Si va dall’apertura dell’architettura Mac che avrebbero voluto Bill Gates e Jeff Raikes nel 1985, ai netbook che consigliava David Carnoy di C-Net, al consiglio di Don Reisinger di sfruttare Google Voice nel 2009; c’era chi suggeriva il lancio di un iPhone NFC ( Brett King, un futurista e conferenziere) al Mac touchscreen che consigliava nel 2003 Gary Judge di Head4Space.com fino al licenziamento auspicato da Fraser Seitel per Tim Cook. Non è difficile immaginare (con il senno di poi) che molti dei consigli in questione sarebbero stati o tempo sprecato oppure vere e proprie follie.

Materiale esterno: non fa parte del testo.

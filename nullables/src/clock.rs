//! Nullable clock: deterministic time for testing.

use orochi_types::Timestamp;
use std::cell::Cell;

/// A deterministic clock for testing.
///
/// Time only advances when you tell it to.
pub struct NullClock {
    current: Cell<u64>,
}

/// One day in seconds.
pub const DAY: u64 = 24 * 60 * 60;

impl NullClock {
    pub fn new(initial_secs: u64) -> Self {
        Self {
            current: Cell::new(initial_secs),
        }
    }

    /// Get the current time.
    pub fn now(&self) -> Timestamp {
        Timestamp::new(self.current.get())
    }

    /// Advance time by a number of seconds.
    pub fn advance(&self, secs: u64) {
        self.current.set(self.current.get() + secs);
    }

    /// Advance time by whole days.
    pub fn advance_days(&self, days: u64) {
        self.advance(days * DAY);
    }

    /// Set the time to a specific value.
    pub fn set(&self, secs: u64) {
        self.current.set(secs);
    }
}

La più importante e nota tra le collezioni di consigli venne pubblicata nel 1997 dal statunitense Wired. Nella rivista, aperta da una famosa e suggestiva copertina con il logo della Mela coronato di spine, simbolo della passione dell’azienda,  su cui campeggiava la scritta “Prey!” (Pregate), erano riportati 101 cose da fare. In quegli anni era facile lanciarsi in accuse compilando un elenco di errori: il CEO era Gil Amelio, a listino Apple aveva ancora il Newton, i G3 e si faceva concorrenza da sola autorizzando terze-parti a costruire cloni, la gamma di prodotti sul mercato era confusa e contraddittoria, c’erano settori dell’azienda che lavoravano in autonomia sfornando ogni settimana dispositivi che nascevano morti e servizi che non funzionavano e arrivavano in ritardo rispetto alla concorrenza. Derek Warren aveva provato a ripercorrere la lista di Wired (che conteneva anche suggerimenti ironici: fai pronunciare ad Amelio discorsi più corti e fagli mettere pantaloni più stretti, fai chiamare un gelato con il nome di un Mac; spingi Jobs a farsi ricrescere la barba per tornare ai vecchi tempi, lancia il Shaquintosh e sponsorizzalo con Shaquille O’Neal; cambia nome in Papaya e punta al Sud America) e  alcune raccomandazioni dell’epoca sembrano essere state seguite: l’apertura di store al dettaglio, la produzione in subappalto, evidenziare nelle pubblicità i punti deboli dei concorrenti, l’abbandono della produzione di dispositivi quali: scanner, stampanti, eMate e Newton, concentrandosi esclusivamente su soluzioni wireless, dispositivi portatili e ultra-portatili, eseguire il porting di Mac OS su CPU Intel; costruire prodotti di design; usare persone reali negli spot; dare piena autorità a Steve Jobs. Molti altri consigli non sono stati, invece, seguiti, altri ancora si sono rivelati con il senno di poi assurdi e illogici: abbandonare il kernel Mach, continuare a clonare i Mac, rendere compatibili Linux e BeOS con i portatili

L’aspetto più interessante, complessivamente, è che nella maggior parte dei consigli il riferimento intorno al quale essi ruotavano era Microsoft. Nessuno immaginava che in futuro Apple avrebbe messo fuori quadro la rivale con la quale allora, secondo tutti, doveva confrontarsi e men che meno nessuno si è mai immaginato che gli avversari veri sarebbero stati Nokia, Samsung, Motorola. Anzi nessuno dei futurologi e dispensatori di buoni consigli aveva pensato che per “salvarsi” e vincere Apple avrebbe dovuto battere realtà del tutto sconosciute se non neppure nate come Google e HTC.